NOT OUR OWN DAMN SATELLITE: California politicians have been talking up the impending launch of several state-affiliated satellites to track methane emissions. But they’ve been scooped.
The state has long been planning to deliver on former Gov. Jerry Brown’s 2016 vision for California to “launch its own damn satellite” after then-candidate Donald Trump threatened to cut off access to federal climate data if elected president.
In China last month, Gov. Gavin Newsom talked up his plans to send up a philanthropy-funded satellite, to be launched in partnership with the nonprofit Carbon Mapper and NASA Jet Propulsion Laboratory.
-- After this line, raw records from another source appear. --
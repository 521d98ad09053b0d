//! Page loading with retry and fallback.
//!
//! Each attempt first waits for the network to go idle. Infinite-scroll pages
//! often never get there (long-polling, analytics beacons), so on failure the
//! same attempt falls back to waiting for the document to parse and for at
//! least one post container to appear. Attempts are separated by a linear
//! backoff. Running out of attempts is not fatal: the caller keeps going
//! with whatever the page shows.

use std::fmt;
use std::time::Duration;

use tracing::{debug, info, warn};

use crate::constants::POST_CONTAINER_SELECTOR;
use crate::renderer::{Renderer, WaitStrategy};

/// Default per-step backoff between attempts.
pub const DEFAULT_BACKOFF_STEP: Duration = Duration::from_secs(2);

/// Default wait for the first post container in the fallback path.
pub const DEFAULT_SELECTOR_TIMEOUT: Duration = Duration::from_secs(15);

/// Timing knobs for navigation.
#[derive(Debug, Clone)]
pub struct NavigationPolicy {
    /// Budget for each load step.
    pub timeout: Duration,
    pub max_attempts: u32,
    /// Attempt `n` failing waits `n * backoff_step` before the next one.
    pub backoff_step: Duration,
    /// Bounded wait for a post container after a fallback load.
    pub selector_timeout: Duration,
}

impl Default for NavigationPolicy {
    fn default() -> Self {
        Self {
            timeout: Duration::from_secs(120),
            max_attempts: 3,
            backoff_step: DEFAULT_BACKOFF_STEP,
            selector_timeout: DEFAULT_SELECTOR_TIMEOUT,
        }
    }
}

/// Result of one navigation attempt.
#[derive(Debug, Clone, PartialEq, Eq)]
pub enum NavigationOutcome {
    /// The page reached network idle.
    Idle,
    /// Network idle failed but the document parsed and posts appeared.
    Parsed,
    /// Both strategies failed.
    Failed(String),
}

impl NavigationOutcome {
    #[must_use]
    pub fn is_success(&self) -> bool {
        !matches!(self, Self::Failed(_))
    }
}

impl fmt::Display for NavigationOutcome {
    fn fmt(&self, f: &mut fmt::Formatter<'_>) -> fmt::Result {
        match self {
            Self::Idle => f.write_str("network idle"),
            Self::Parsed => f.write_str("document parsed"),
            Self::Failed(reason) => write!(f, "failed: {reason}"),
        }
    }
}

pub struct Navigator<'a> {
    renderer: &'a dyn Renderer,
    policy: NavigationPolicy,
}

impl<'a> Navigator<'a> {
    #[must_use]
    pub fn new(renderer: &'a dyn Renderer, policy: NavigationPolicy) -> Self {
        Self { renderer, policy }
    }

    /// Load `url`, retrying per the policy. Returns `true` on success.
    pub async fn navigate(&self, url: &str) -> bool {
        let max_attempts = self.policy.max_attempts.max(1);

        for attempt in 1..=max_attempts {
            let outcome = self.attempt(url).await;
            if outcome.is_success() {
                info!(url = %url, attempt, %outcome, "Page loaded");
                return true;
            }

            warn!(url = %url, attempt, max_attempts, %outcome, "Navigation attempt failed");

            if attempt < max_attempts {
                let backoff = self.policy.backoff_step * attempt;
                debug!(backoff_ms = backoff.as_millis(), "Backing off before retry");
                tokio::time::sleep(backoff).await;
            }
        }

        warn!(url = %url, max_attempts, "Navigation failed; continuing with current page content");
        false
    }

    /// One attempt: network idle, then parsed document plus a post container.
    pub async fn attempt(&self, url: &str) -> NavigationOutcome {
        let idle_error = match self
            .renderer
            .load_url(url, self.policy.timeout, WaitStrategy::NetworkIdle)
            .await
        {
            Ok(()) => return NavigationOutcome::Idle,
            Err(e) => e,
        };

        debug!(url = %url, error = %idle_error, "Network idle load failed; trying parsed-document fallback");

        if let Err(e) = self
            .renderer
            .load_url(url, self.policy.timeout, WaitStrategy::DomContentLoaded)
            .await
        {
            return NavigationOutcome::Failed(format!("{idle_error}; fallback: {e}"));
        }

        match self
            .renderer
            .wait_for_selector(POST_CONTAINER_SELECTOR, self.policy.selector_timeout)
            .await
        {
            Ok(()) => NavigationOutcome::Parsed,
            Err(e) => NavigationOutcome::Failed(format!("{idle_error}; fallback: {e}")),
        }
    }
}

/// Convenience wrapper matching the `navigate(url, timeout, attempts)` shape.
pub async fn navigate(
    renderer: &dyn Renderer,
    url: &str,
    timeout: Duration,
    max_attempts: u32,
) -> bool {
    let policy = NavigationPolicy {
        timeout,
        max_attempts,
        ..NavigationPolicy::default()
    };
    Navigator::new(renderer, policy).navigate(url).await
}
The device will be able to pinpoint emissions from oil and gas infrastructure, waste, livestock and agriculture — key sources of the super-pollutant that both state and federal regulators have struggled to get a handle on.
“Trust me, there’s not a lot of states in the satellite business,” said Newsom at his University of Hong Kong talk.
But last weekend, GHGSat, a Canadian company, launched three satellites at the Vandenberg Space Force Base north of Santa Barbara as part of its network that it says already provides the more-granular methane data that the state’s been looking for.
Two of GHGSat’s new satellites, which launched using SpaceX technology, track methane, and one is focused on industrial CO2 emissions, which the company says is a build-out of the high-resolution work it has already been doing on methane since 2016.
“It’s kind of an interesting situation where the state of California has kind of declined to use our data waiting for this system to be up,” Jean-Francois Gauthier, the company’s senior vice president of strategy, said in an interview. (GHGSat works with other governments and nonprofits, but its data is not free.)
California hasn’t said exactly when it’s going to launch the new Carbon Mapper satellite. Newsom’s office said it’d be ready this month, but the California Air Resources Board couldn’t confirm that. In addition to a second philanthropy-funded satellite the state has in the works with San Francisco-based organization Planet, the legislature also put aside $100 million in last year’s budget to send out eight more methane-monitoring satellites under its new Methane Accountability Program.
CARB has an open request for proposals right now as it looks for contractors to partner on the state-funded satellite projects. GHGSat believes they may not be a good fit for the contract because the state has indicated that it’s looking to launch satellites, but they’re already ready with the data.
“It’s kind of a bit of an awkward situation,” said Gauthier.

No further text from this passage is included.